LlamaIndex is a great option, with a data framework that lets you plug your own data sources into large language models. It supports more than 160 data sources and 40 vector stores, document stores, graph stores and SQL databases, so it can handle a lot of different data formats and even structured data. The framework handles data ingestion, indexing, querying and performance testing, and there are services you can use through Python and TypeScript packages. There's a free tier, a paid tier and an enterprise version, LlamaCloud.
Another top contender is Dataloop, an AI development platform that includes data curation, model management, pipeline orchestration and human feedback. It's good at handling lots of unstructured data from lots of sources, including images and video, and offers automated preprocessing and embedding for similarity detection. Dataloop can also be used to deploy and manage AI models, visualize and automate workflows, and integrate with common cloud computing foundations, so it's good for collaboration and development speed.

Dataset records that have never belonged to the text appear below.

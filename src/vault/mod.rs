//! Vault module - Bitwarden CLI access and the cached session key
//!
//! The cached session is tried first. The master password is only asked for
//! when there is no cached key, or once when the cached key turns out to be
//! stale.

pub mod bitwarden;
mod error;
pub mod session_cache;

use std::io;

use tracing::{info, warn};
use zeroize::Zeroizing;

pub use bitwarden::{classify_failure, Bitwarden, DEFAULT_BW_EXECUTABLE};
pub use error::VaultError;
pub use session_cache::{SessionCache, SESSION_FILE_NAME};

use crate::credentials::LoginRecord;
use crate::terminal;

/// Supplies the master password when the vault has to be unlocked
pub trait MasterPasswordSource {
    fn master_password(&self) -> io::Result<Zeroizing<String>>;
}

/// Hidden prompt on the controlling terminal
pub struct TerminalPasswordPrompt;

impl MasterPasswordSource for TerminalPasswordPrompt {
    fn master_password(&self) -> io::Result<Zeroizing<String>> {
        terminal::read_hidden_line("? Master password: [input is hidden] ")
    }
}

/// Where the active session key came from
#[derive(Debug, Clone, Copy, PartialEq, Eq)]
pub enum SessionSource {
    Cached,
    Unlocked,
}

/// Ask for the master password, unlock, and cache the new key
pub async fn unlock_and_cache(
    bw: &mut Bitwarden,
    cache: &SessionCache,
    prompt: &dyn MasterPasswordSource,
) -> Result<Zeroizing<String>, VaultError> {
    let master = prompt.master_password()?;
    let key = bw.unlock(&master).await?;
    cache.save(&key)?;
    bw.set_session(Some(key.clone()));
    Ok(key)
}

/// Give `bw` a session key: the cached one if present, a fresh one
/// otherwise.
pub async fn ensure_session(
    bw: &mut Bitwarden,
    cache: &SessionCache,
    prompt: &dyn MasterPasswordSource,
) -> Result<SessionSource, VaultError> {
    if let Some(key) = cache.load()? {
        bw.set_session(Some(key));
        return Ok(SessionSource::Cached);
    }

    info!("No cached vault session, unlocking");
    unlock_and_cache(bw, cache, prompt).await?;
    Ok(SessionSource::Unlocked)
}

/// SSH login records for `host`. A cached session rejected as expired is
/// discarded and replaced by one fresh unlock before a single retry.
pub async fn find_ssh_credentials(
    bw: &mut Bitwarden,
    cache: &SessionCache,
    prompt: &dyn MasterPasswordSource,
    host: &str,
) -> Result<Vec<LoginRecord>, VaultError> {
    let source = ensure_session(bw, cache, prompt).await?;

    match bw.find_ssh_credentials(host).await {
        Err(e) if e.is_session_expired() && source == SessionSource::Cached => {
            warn!("Cached vault session rejected ({}), unlocking again", e);
            cache.discard()?;
            unlock_and_cache(bw, cache, prompt).await?;
            bw.find_ssh_credentials(host).await
        }
        result => result,
    }
}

And if you're a big company or organization that needs a lot of data management and AI horsepower, Hebbia is worth a look. It's based on Matrix technology, and you can use it to ask AI agents questions and to process big swaths of data. Hebbia can query millions of documents at once and supports multi-file processing, end-to-end encryption and automated workflows. It's geared for industries like financial services, law and pharmaceuticals, where you need to extract and analyze data.